Jawaharlal Nehru, the first Prime Minister of India, became de facto leader of the nation after the death of Patel, and his ideas have permeated down into almost all institutions of India.  While we can be happy that Nehru did not become dictatorial, when he could have easily become one, his attitude that the central government is the biggest benefactor of the common man has created many a malaise in this country.  Freedom from British came tagged with a price of the bloody Partition of the subcontinent where nearly half a million people were murdered in the riots.  Patel, the Iron Man of India, aided by V P Menon, secured allegiance of nearly 550 princely kingdoms, mostly through negotiations and sometimes through force.  Though the country was eventually forged into one Union, it looked fragile, about to break into small pieces anytime.  Added to this problem was the vociferous demand from various regions seeking statehood on the basis of the language, which posed a threat of balkanization of the newly formed country.  Meanwhile the Tamils fought aggressively against the imposition of Hindi as the national language and warned of secession from India forever removing the hope that this country could be united on one language. 
Battling these seemingly disintegrating struggles within and getting impressed by the Russian experiment of a strong state administration, Nehru started to put faith in the benevolence of a strong central government, partly because he was heading it, and mostly because he mistrusted the state governments and private institutions who he thought were more keen on securing their selfish interests rather than work towards unity of the country.   Nehru saw the central government as the caring mother, a protector and champion of freedoms and opportunities of the common man, while the states looked like quibbling kids.  This led to monopolizing most of the power in few central institutions which did not get checked and balanced the way they should have been.  Indira Gandhi rode on top of this established path and went further down to create an autocratic central government dismissing state governments at will.  She believed she was right while everyone was wrong.  She believed she imposed all those coercive methods in the greater interests of the nation and its people.  She did not suspect herself and her own institutions while she put everyone else behind bars.  These are the lessons we should not ignore in the current anti-corruption movement.

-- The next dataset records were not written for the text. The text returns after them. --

//! HTTP implementations of the service seams.
//!
//! - [`openai`]: OpenAI-compatible STT, chat completion and raw-PCM TTS (default voice).
//! - [`elevenlabs`]: ElevenLabs MP3 TTS (premium voice).
//!
//! Status mapping shared by all providers: 429 is `RateLimited`, 5xx is
//! `Unavailable` (both retried), anything else non-2xx is the per-service error.

pub mod elevenlabs;
pub mod openai;

pub use elevenlabs::ElevenLabsTts;
pub use openai::{OpenAiChat, OpenAiStt, OpenAiTts};

use crate::error::{VoiceError, VoiceResult};
use reqwest::StatusCode;
use std::time::Duration;

pub(crate) fn http_client(service: &'static str, timeout: Duration) -> VoiceResult<reqwest::Client> {
    reqwest::Client::builder()
        .timeout(timeout)
        .build()
        .map_err(|e| VoiceError::from_http(service, e))
}

/// First set environment variable among `names`.
pub(crate) fn env_key(names: &[&str]) -> VoiceResult<String> {
    names
        .iter()
        .find_map(|name| std::env::var(name).ok().filter(|v| !v.trim().is_empty()))
        .ok_or_else(|| VoiceError::Config(format!("missing credentials: set one of {}", names.join(", "))))
}

pub(crate) fn status_error(service: &'static str, status: StatusCode, body: &str) -> VoiceError {
    if status == StatusCode::TOO_MANY_REQUESTS {
        return VoiceError::RateLimited { service };
    }
    if status.is_server_error() {
        return VoiceError::Unavailable {
            service,
            message: format!("{status}: {body}"),
        };
    }
    let message = format!("{service} API error {status}: {body}");
    match service {
        "stt" => VoiceError::Stt(message),
        "tts" => VoiceError::Tts(message),
        _ => VoiceError::Generation(message),
    }
}

/// Pass successful responses through, map the rest with [`status_error`].
pub(crate) async fn check_status(
    service: &'static str,
    response: reqwest::Response,
) -> VoiceResult<reqwest::Response> {
    let status = response.status();
    if status.is_success() {
        return Ok(response);
    }
    let body = response.text().await.unwrap_or_default();
    Err(status_error(service, status, &body))
}

#[cfg(test)]
mod tests {
    use super::*;

    #[test]
    fn status_codes_map_into_the_taxonomy() {
        assert!(status_error("stt", StatusCode::TOO_MANY_REQUESTS, "").is_rate_limited());
        assert!(status_error("tts", StatusCode::SERVICE_UNAVAILABLE, "busy").is_retryable());
        let e = status_error("stt", StatusCode::BAD_REQUEST, "bad file");
        assert!(matches!(e, VoiceError::Stt(_)));
        assert!(!e.is_retryable());
        assert!(matches!(
            status_error("generation", StatusCode::UNAUTHORIZED, ""),
            VoiceError::Generation(_)
        ));
    }

    #[test]
    fn missing_keys_are_config_errors() {
        let err = env_key(&["PERSONA_VOICE_TEST_KEY_THAT_IS_NEVER_SET"]).unwrap_err();
        assert!(matches!(err, VoiceError::Config(_)));
    }
}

Janlokpal Bill mistrusts almost every organ of the Government of India and treats almost every elected leader and government official as a suspect while it exempts itself of any wrongdoing.  With this attitude, it arrogates itself many rights and powers which tend to undermine Indian democracy.  In an attempt to provide teeth to the new ombudsman, it ends up creating a Tyrannosaurus Rex, equipping it with fast legs, razor sharp teeth, fierce claws and a big appetite.

All-in-one body with no master

In their eagerness to solve all the problems of this nation in one stroke, the activists have come up with a childish dream with an elitist agenda.  Right out of the children’s comic books, they create a super sleuth, super cop, super judge with a license to take away your basic rights with zero accountability, all rolled into one.  That super character is called Lokpal - as promoted by Janlokpal Bill(s).

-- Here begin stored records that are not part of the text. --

//! Test doubles shared by the session integration tests.
//!
//! Every session runs on a paused tokio clock: frames are pushed one at a time
//! with a 30ms sleep between them, so VAD timing is exact and deterministic.

#![allow(dead_code)]

use async_trait::async_trait;
use persona_voice::audio::encode_pcm16;
use persona_voice::{
    AudioOutput, DecodedAudio, HistoryEntry, LipSyncFrame, PushMicrophone, ResponseGenerator, SessionEvent,
    SessionHandle, SessionStatus, SpeechToText, SynthesizedAudio, TextToSpeech, VoiceError, VoiceResult, VoiceSpec,
};
use std::sync::atomic::{AtomicUsize, Ordering};
use std::sync::{Arc, Mutex};
use std::time::Duration;

pub const CAPTURE_RATE: u32 = 16000;
pub const FRAME: usize = 480;
pub const FRAME_MS: u64 = 30;
pub const REPLY_RATE: u32 = 24000;

pub fn init_tracing() {
    let _ = tracing_subscriber::fmt().with_test_writer().try_init();
}

/// One 30ms frame of a 220 Hz tone (RMS ~0.21, well above the 0.02 threshold).
pub fn voiced_frame() -> Vec<f32> {
    (0..FRAME)
        .map(|i| 0.3 * (2.0 * std::f32::consts::PI * 220.0 * i as f32 / CAPTURE_RATE as f32).sin())
        .collect()
}

pub fn silent_frame() -> Vec<f32> {
    vec![0.0; FRAME]
}

/// Deterministic broadband audio that keeps the lip-sync analyser busy.
pub fn noise(amplitude: f32, len: usize) -> Vec<f32> {
    let mut state: u32 = 0x9e37_79b9;
    (0..len)
        .map(|_| {
            state ^= state << 13;
            state ^= state >> 17;
            state ^= state << 5;
            (state as f32 / u32::MAX as f32 * 2.0 - 1.0) * amplitude
        })
        .collect()
}

/// Push `ms` of tone, one frame per 30ms of (paused) time.
pub async fn speak(mic: &PushMicrophone, ms: u64) {
    push_frames(mic, voiced_frame(), ms).await;
}

pub async fn stay_silent(mic: &PushMicrophone, ms: u64) {
    push_frames(mic, silent_frame(), ms).await;
}

async fn push_frames(mic: &PushMicrophone, frame: Vec<f32>, ms: u64) {
    for _ in 0..ms.div_ceil(FRAME_MS) {
        mic.push(&frame);
        tokio::time::sleep(Duration::from_millis(FRAME_MS)).await;
    }
}

pub async fn wait_for_status(handle: &SessionHandle, want: impl Fn(&SessionStatus) -> bool) -> SessionStatus {
    let mut rx = handle.status_watch();
    let status = tokio::time::timeout(Duration::from_secs(60), rx.wait_for(|s| want(s)))
        .await
        .expect("timed out waiting for status")
        .expect("session ended while waiting for status")
        .clone();
    status
}

pub async fn wait_for_lipsync(handle: &SessionHandle, want: impl Fn(&LipSyncFrame) -> bool) -> LipSyncFrame {
    let mut rx = handle.lipsync();
    let frame = *tokio::time::timeout(Duration::from_secs(10), rx.wait_for(|f| want(f)))
        .await
        .expect("timed out waiting for lip-sync")
        .expect("session ended while waiting for lip-sync");
    frame
}

pub fn drain_events(handle: &mut SessionHandle) -> Vec<SessionEvent> {
    let mut events = Vec::new();
    while let Some(event) = handle.try_next_event() {
        events.push(event);
    }
    events
}

pub fn statuses(events: &[SessionEvent]) -> Vec<SessionStatus> {
    events
        .iter()
        .filter_map(|e| match e {
            SessionEvent::Status(s) => Some(s.clone()),
            _ => None,
        })
        .collect()
}

// ---------------------------------------------------------------------------
// Services
// ---------------------------------------------------------------------------

type SttReply = Box<dyn Fn(usize) -> VoiceResult<String> + Send + Sync>;

/// Speech-to-text whose answer is chosen by call number.
pub struct ScriptedStt {
    reply: SttReply,
    latency: Duration,
    calls: AtomicUsize,
    audio: Mutex<Vec<Vec<u8>>>,
}

impl ScriptedStt {
    pub fn new(reply: impl Fn(usize) -> VoiceResult<String> + Send + Sync + 'static) -> Arc<Self> {
        Arc::new(Self {
            reply: Box::new(reply),
            latency: Duration::ZERO,
            calls: AtomicUsize::new(0),
            audio: Mutex::new(Vec::new()),
        })
    }

    pub fn saying(text: &'static str) -> Arc<Self> {
        Self::new(move |_| Ok(text.to_string()))
    }

    /// Answers `text` after `latency` of (paused) time.
    pub fn slow(text: &'static str, latency: Duration) -> Arc<Self> {
        Arc::new(Self {
            reply: Box::new(move |_| Ok(text.to_string())),
            latency,
            calls: AtomicUsize::new(0),
            audio: Mutex::new(Vec::new()),
        })
    }

    pub fn calls(&self) -> usize {
        self.calls.load(Ordering::SeqCst)
    }

    pub fn audio(&self) -> Vec<Vec<u8>> {
        self.audio.lock().unwrap().clone()
    }
}

#[async_trait]
impl SpeechToText for ScriptedStt {
    async fn transcribe(&self, audio: &[u8], _mime_type: &str) -> VoiceResult<String> {
        let n = self.calls.fetch_add(1, Ordering::SeqCst);
        self.audio.lock().unwrap().push(audio.to_vec());
        if !self.latency.is_zero() {
            tokio::time::sleep(self.latency).await;
        }
        (self.reply)(n)
    }
}

/// Replies with a fixed line and remembers how much history it was given.
#[derive(Default)]
pub struct RecordingGenerator {
    history_sizes: Mutex<Vec<usize>>,
}

impl RecordingGenerator {
    pub fn new() -> Arc<Self> {
        Arc::new(Self::default())
    }

    pub fn calls(&self) -> usize {
        self.history_sizes.lock().unwrap().len()
    }

    pub fn history_sizes(&self) -> Vec<usize> {
        self.history_sizes.lock().unwrap().clone()
    }
}

#[async_trait]
impl ResponseGenerator for RecordingGenerator {
    async fn respond(&self, _persona: &str, recent_history: &[HistoryEntry], user_text: &str) -> VoiceResult<String> {
        self.history_sizes.lock().unwrap().push(recent_history.len());
        Ok(format!("You said: {user_text}"))
    }
}

/// Synthesizes `secs` of noise for any text.
pub struct NoiseTts {
    secs: f32,
    texts: Mutex<Vec<String>>,
}

impl NoiseTts {
    pub fn new(secs: f32) -> Arc<Self> {
        Arc::new(Self {
            secs,
            texts: Mutex::new(Vec::new()),
        })
    }

    pub fn texts(&self) -> Vec<String> {
        self.texts.lock().unwrap().clone()
    }
}

#[async_trait]
impl TextToSpeech for NoiseTts {
    fn name(&self) -> &str {
        "noise"
    }

    async fn synthesize(&self, text: &str, _voice: &VoiceSpec) -> VoiceResult<SynthesizedAudio> {
        self.texts.lock().unwrap().push(text.to_string());
        let samples = noise(0.3, (self.secs * REPLY_RATE as f32) as usize);
        Ok(SynthesizedAudio::pcm16(encode_pcm16(&samples), REPLY_RATE))
    }
}

/// Text-to-speech that never yields playable audio.
pub struct BrokenTts {
    garbled: bool,
    calls: AtomicUsize,
}

impl BrokenTts {
    /// Answers with bytes that claim to be MP3 but are not.
    pub fn garbled() -> Arc<Self> {
        Arc::new(Self {
            garbled: true,
            calls: AtomicUsize::new(0),
        })
    }

    /// Fails every request with a permanent error.
    pub fn failing() -> Arc<Self> {
        Arc::new(Self {
            garbled: false,
            calls: AtomicUsize::new(0),
        })
    }

    pub fn calls(&self) -> usize {
        self.calls.load(Ordering::SeqCst)
    }
}

#[async_trait]
impl TextToSpeech for BrokenTts {
    fn name(&self) -> &str {
        "broken"
    }

    async fn synthesize(&self, _text: &str, _voice: &VoiceSpec) -> VoiceResult<SynthesizedAudio> {
        self.calls.fetch_add(1, Ordering::SeqCst);
        if self.garbled {
            Ok(SynthesizedAudio::encoded(vec![0x5a; 64], "audio/mpeg"))
        } else {
            Err(VoiceError::Tts("voice not found".into()))
        }
    }
}

// ---------------------------------------------------------------------------
// Output device
// ---------------------------------------------------------------------------

/// Counters observed through a [`RecordingOutput`].
#[derive(Clone, Default)]
pub struct OutputCounters {
    plays: Arc<AtomicUsize>,
    stops: Arc<AtomicUsize>,
}

impl OutputCounters {
    pub fn plays(&self) -> usize {
        self.plays.load(Ordering::SeqCst)
    }

    pub fn stops(&self) -> usize {
        self.stops.load(Ordering::SeqCst)
    }

    pub fn output(&self) -> Box<dyn AudioOutput> {
        Box::new(RecordingOutput { counters: self.clone() })
    }

    /// An output whose driver panics on the first play.
    pub fn crashing_output(&self) -> Box<dyn AudioOutput> {
        Box::new(CrashingOutput)
    }
}

struct CrashingOutput;

impl AudioOutput for CrashingOutput {
    fn play(&mut self, _audio: &DecodedAudio) -> VoiceResult<()> {
        panic!("output driver crashed");
    }

    fn stop_all(&mut self) {}
}

struct RecordingOutput {
    counters: OutputCounters,
}

impl AudioOutput for RecordingOutput {
    fn play(&mut self, _audio: &DecodedAudio) -> VoiceResult<()> {
        self.counters.plays.fetch_add(1, Ordering::SeqCst);
        Ok(())
    }

    fn stop_all(&mut self) {
        self.counters.stops.fetch_add(1, Ordering::SeqCst);
    }
}
//! Conversation history with a bounded live window

use chrono::{DateTime, Utc};
use serde::{Deserialize, Serialize};

#[derive(Debug, Clone, Copy, PartialEq, Eq, Serialize, Deserialize)]
#[serde(rename_all = "lowercase")]
pub enum Role {
    User,
    Model,
}

#[derive(Debug, Clone, PartialEq, Serialize, Deserialize)]
pub struct HistoryEntry {
    pub role: Role,
    pub text: String,
    pub at: DateTime<Utc>,
}

/// Append-only record of a session. Only the most recent `max_turns` turns are
/// ever handed to response generation.
///
/// A turn opens with a user entry and takes the model replies that follow it.
/// A model entry with no user entry before it (duplex replies) is a turn of its own.
#[derive(Debug, Clone)]
pub struct ConversationHistory {
    entries: Vec<HistoryEntry>,
    max_turns: usize,
}

impl ConversationHistory {
    pub fn new(max_turns: usize) -> Self {
        Self {
            entries: Vec::new(),
            max_turns,
        }
    }

    pub fn push(&mut self, role: Role, text: impl Into<String>) {
        self.entries.push(HistoryEntry {
            role,
            text: text.into(),
            at: Utc::now(),
        });
    }

    /// The last `max_turns` turns, oldest first.
    pub fn recent(&self) -> &[HistoryEntry] {
        let mut turns = 0;
        let mut from = self.entries.len();
        for i in (0..self.entries.len()).rev() {
            if turns == self.max_turns {
                break;
            }
            from = i;
            if self.opens_turn(i) {
                turns += 1;
            }
        }
        &self.entries[from..]
    }

    fn opens_turn(&self, index: usize) -> bool {
        self.entries[index].role == Role::User
            || index == 0
            || self.entries[index - 1].role != Role::User
    }

    pub fn all(&self) -> &[HistoryEntry] {
        &self.entries
    }

    pub fn len(&self) -> usize {
        self.entries.len()
    }

    pub fn is_empty(&self) -> bool {
        self.entries.is_empty()
    }
}

#[cfg(test)]
mod tests {
    use super::*;

    #[test]
    fn window_counts_whole_turns() {
        let mut h = ConversationHistory::new(2);
        for i in 0..5 {
            h.push(Role::User, format!("question {i}"));
            h.push(Role::Model, format!("answer {i}"));
        }
        assert_eq!(h.len(), 10);
        let texts: Vec<_> = h.recent().iter().map(|e| e.text.as_str()).collect();
        assert_eq!(texts, vec!["question 3", "answer 3", "question 4", "answer 4"]);
    }

    #[test]
    fn unanswered_question_is_its_own_turn() {
        let mut h = ConversationHistory::new(2);
        h.push(Role::User, "first");
        h.push(Role::Model, "reply");
        h.push(Role::User, "second");
        h.push(Role::User, "third");
        let texts: Vec<_> = h.recent().iter().map(|e| e.text.as_str()).collect();
        assert_eq!(texts, vec!["second", "third"]);
    }

    #[test]
    fn model_only_entries_each_count_as_a_turn() {
        let mut h = ConversationHistory::new(3);
        for i in 0..6 {
            h.push(Role::Model, format!("remote {i}"));
        }
        assert_eq!(h.recent().len(), 3);
        assert_eq!(h.recent()[0].text, "remote 3");
    }

    #[test]
    fn short_history_is_returned_whole() {
        let mut h = ConversationHistory::new(10);
        h.push(Role::User, "hi");
        assert_eq!(h.recent().len(), 1);
        assert_eq!(serde_json::to_string(&h.recent()[0].role).unwrap(), "\"user\"");
    }
}
//! HTTP surface — lead submission, stats, landing page, health.

pub mod handlers;

use std::path::PathBuf;
use std::sync::Arc;

use axum::Router;
use axum::routing::{get, post};
use tower_http::cors::CorsLayer;

use crate::pipeline::LeadProcessor;
use crate::store::LeadStore;

/// Shared state for all routes.
#[derive(Clone)]
pub struct AppState {
    pub processor: Arc<LeadProcessor>,
    pub store: Arc<LeadStore>,
    /// Landing page HTML file; the built-in fallback is served if missing.
    pub landing_page: PathBuf,
}

/// Build the service router.
pub fn routes(state: AppState) -> Router {
    Router::new()
        .route("/submit-lead", post(handlers::submit_lead))
        .route("/stats", get(handlers::stats))
        .route("/health", get(handlers::health))
        .route("/", get(handlers::landing))
        .layer(CorsLayer::permissive())
        .with_state(state)
}
//! Lead processor — drives the pipeline for one accepted submission.
//!
//! Flow: classify → score → generate reply → email (best effort) →
//! persist exactly once → notify (fire and forget).
//!
//! Classify/score/generate failures are fatal and nothing is persisted.
//! Delivery failures are recovered: email failure is recorded as
//! `email_sent = false`, notification failure is dropped.

use std::sync::Arc;
use std::time::Instant;

use chrono::Utc;
use tracing::{debug, info, warn};

use crate::delivery::{Mailer, Notifier};
use crate::error::Error;
use crate::pipeline::classifier::{ClassifierRules, IntentClassifier};
use crate::pipeline::scorer::{QualityScorer, ScoreSignals};
use crate::pipeline::templates::{ResponseGenerator, ResponseTemplates};
use crate::pipeline::types::{LeadOutcome, Submission};
use crate::store::{LeadStore, NewLead};

/// Sequences the pipeline stages and external collaborators.
pub struct LeadProcessor {
    classifier: IntentClassifier,
    scorer: QualityScorer,
    generator: ResponseGenerator,
    store: Arc<LeadStore>,
    mailer: Option<Arc<dyn Mailer>>,
    notifier: Option<Arc<dyn Notifier>>,
}

impl LeadProcessor {
    /// Build a processor with the default rule tables and templates.
    pub fn new(
        store: Arc<LeadStore>,
        mailer: Option<Arc<dyn Mailer>>,
        notifier: Option<Arc<dyn Notifier>>,
    ) -> Self {
        Self {
            classifier: IntentClassifier::new(ClassifierRules::default()),
            scorer: QualityScorer::new(ScoreSignals::default()),
            generator: ResponseGenerator::new(ResponseTemplates::default()),
            store,
            mailer,
            notifier,
        }
    }

    /// Process one validated submission through the full pipeline.
    pub async fn process(&self, submission: Submission) -> Result<LeadOutcome, Error> {
        let started = Instant::now();

        let classification = self.classifier.classify(&submission.message);
        let score = self.scorer.score(&submission);
        let response = self.generator.generate(
            classification.intent,
            &classification.summary,
            &submission.name,
            &submission.company,
            score,
        )?;

        let email_sent = match &self.mailer {
            Some(mailer) => {
                match mailer
                    .send(&submission.email, &submission.company, &response)
                    .await
                {
                    Ok(()) => true,
                    Err(e) => {
                        warn!(error = %e, "Email send failed");
                        false
                    }
                }
            }
            None => {
                debug!("SMTP not configured, skipping email send");
                false
            }
        };

        // Elapsed time covers pipeline start to just before persist;
        // notification latency is deliberately excluded.
        let response_time_ms = started.elapsed().as_millis() as i64;

        let record = NewLead {
            timestamp: Utc::now(),
            name: submission.name,
            email: submission.email,
            company: submission.company,
            message: submission.message,
            phone: submission.phone,
            lead_score: score,
            intent: classification.intent,
            response_time_ms,
            email_sent,
            response_text: response,
        };

        let lead_id = self.store.save(&record).await?;

        info!(
            lead_id,
            intent = %record.intent,
            score = record.lead_score,
            email_sent,
            response_time_ms,
            "Lead processed"
        );

        if let Some(notifier) = &self.notifier {
            let notifier = Arc::clone(notifier);
            let alert = format_alert(&record);
            tokio::spawn(async move {
                notifier.notify(&alert).await;
            });
        }

        Ok(LeadOutcome {
            success: true,
            message: format!(
                "Thank you! We've responded to {} in {}ms",
                record.email, response_time_ms
            ),
            lead_id,
            response_time_ms,
        })
    }
}

/// Format the sales-team alert for a freshly persisted lead.
fn format_alert(lead: &NewLead) -> String {
    let preview: String = lead.message.chars().take(100).collect();
    format!(
        "🔔 New Lead Alert\n\n\
         👤 {} from {}\n\
         📧 {}\n\
         🎯 Intent: {}\n\
         ⭐ Score: {}/10\n\
         ⚡ Response: {}ms\n\n\
         Message: {}...",
        lead.name,
        lead.company,
        lead.email,
        lead.intent,
        lead.lead_score,
        lead.response_time_ms,
        preview,
    )
}
//! Lead Respond — instant rule-based lead response service.

pub mod config;
pub mod delivery;
pub mod error;
pub mod pipeline;
pub mod store;
pub mod web;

Lokpal will be the investigation agency:
“…anti-corruption branch of CBI… shall form part of the Investigation Wing of Lokpal.

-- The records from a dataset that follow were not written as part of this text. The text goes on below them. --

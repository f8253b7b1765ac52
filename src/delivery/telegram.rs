//! Telegram sales-team alerts via the Bot API.

use std::time::Duration;

use async_trait::async_trait;

use crate::error::DeliveryError;

/// Upper bound on a notification call. The pipeline never waits on
/// notifications, but a stuck call shouldn't pin a task forever either.
const NOTIFY_TIMEOUT: Duration = Duration::from_secs(5);

/// Telegram configuration, built from environment variables.
#[derive(Debug, Clone)]
pub struct TelegramConfig {
    pub bot_token: String,
    pub chat_id: String,
}

impl TelegramConfig {
    /// Build config from environment variables.
    /// Returns `None` unless both `TELEGRAM_BOT_TOKEN` and `TELEGRAM_CHAT_ID`
    /// are set (notifications disabled).
    pub fn from_env() -> Option<Self> {
        let bot_token = std::env::var("TELEGRAM_BOT_TOKEN").ok()?;
        let chat_id = std::env::var("TELEGRAM_CHAT_ID").ok()?;
        Some(Self { bot_token, chat_id })
    }
}

/// Best-effort alert delivery. The core never observes the result.
#[async_trait]
pub trait Notifier: Send + Sync {
    async fn notify(&self, text: &str);
}

/// Notifier backed by the Telegram Bot API.
pub struct TelegramNotifier {
    config: TelegramConfig,
    client: reqwest::Client,
}

impl TelegramNotifier {
    pub fn new(config: TelegramConfig) -> Self {
        let client = reqwest::Client::builder()
            .timeout(NOTIFY_TIMEOUT)
            .build()
            .unwrap_or_default();
        Self { config, client }
    }

    fn api_url(&self, method: &str) -> String {
        format!(
            "https://api.telegram.org/bot{}/{}",
            self.config.bot_token, method
        )
    }

    async fn send_message(&self, text: &str) -> Result<(), DeliveryError> {
        let body = serde_json::json!({
            "chat_id": self.config.chat_id,
            "text": text,
        });

        let resp = self
            .client
            .post(self.api_url("sendMessage"))
            .json(&body)
            .send()
            .await
            .map_err(|e| DeliveryError::Http(e.to_string()))?;

        if !resp.status().is_success() {
            let status = resp.status();
            let err = resp.text().await.unwrap_or_default();
            return Err(DeliveryError::Http(format!(
                "sendMessage failed ({status}): {err}"
            )));
        }
        Ok(())
    }
}

#[async_trait]
impl Notifier for TelegramNotifier {
    async fn notify(&self, text: &str) {
        if let Err(e) = self.send_message(text).await {
            tracing::warn!(error = %e, "Telegram notification failed");
        }
    }
}
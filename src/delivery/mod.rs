//! Outbound delivery — SMTP email replies and Telegram sales alerts.
//!
//! Both paths are external collaborators: the pipeline treats email as a
//! best-effort boolean and notifications as fire-and-forget.

pub mod email;
pub mod telegram;

pub use email::{EmailConfig, Mailer, SmtpMailer};
pub use telegram::{Notifier, TelegramConfig, TelegramNotifier};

Lokpal will be the police force:
“…Officers of Lokpal… shall have all the powers which are vested in a Police Officer…”
The investigative arm of “Delhi Special Police Establishment… shall stand transferred, along with its employees, assets and liabilities to Lokpal… The Central Government shall cease to have any control over the transferred part and its personnel…”

Lokpal can tap your phone or read your e-mail without taking any permission:
“…empowered to approve interception and monitoring of messages of data or voice transmitted through telephones, internet or any other medium…”

Lokpal can invade your home based on suspicion and break open your door or any safe:
“(i) enter and search any building or place where he has reason to suspect…”
“(ii) search any person who is reasonably suspected of concealing…”
“(iii) break open the lock of any door, box, locker safe, almirah or other receptacle… where the keys thereof are not available.”
“Seize any such property, document, money, bullion, jewellery…”

Lokpal will be the court:
The members of Lokpal or any officer under the Lokpal… shall have the powers of a civil court trying a suit under the Code of Civil Procedure, 1908…”
 “…punish a public servant with imprisonment up to 6 months…”

Lokpal will be free from any accountability or prosecution:
“No suit, prosecution, or other legal proceedings shall lie against the Chairperson or members or against any officer, employee, agency or person” of Lokpal. 
“… no proceedings or decision of the Lokpal shall be liable to be challenged, reviewed, quashed or called in question in any court of ordinary Civil Jurisdiction.’

While the Lokpal will hold no accountability to any office or agency in this country, and will remain unanswerable and un-prosecutable by any court in India, it will have all the rights to investigate and tap the communications of anyone, break open your door to enter your home, break open your safe, arrest you without taking permission from any other body, and prosecute you in their kangaroo courts to imprison you.  The newly created Lokpal will be an investigating agency, plus it will be a police station, plus it will be a court, plus it will not be answerable to anyone. 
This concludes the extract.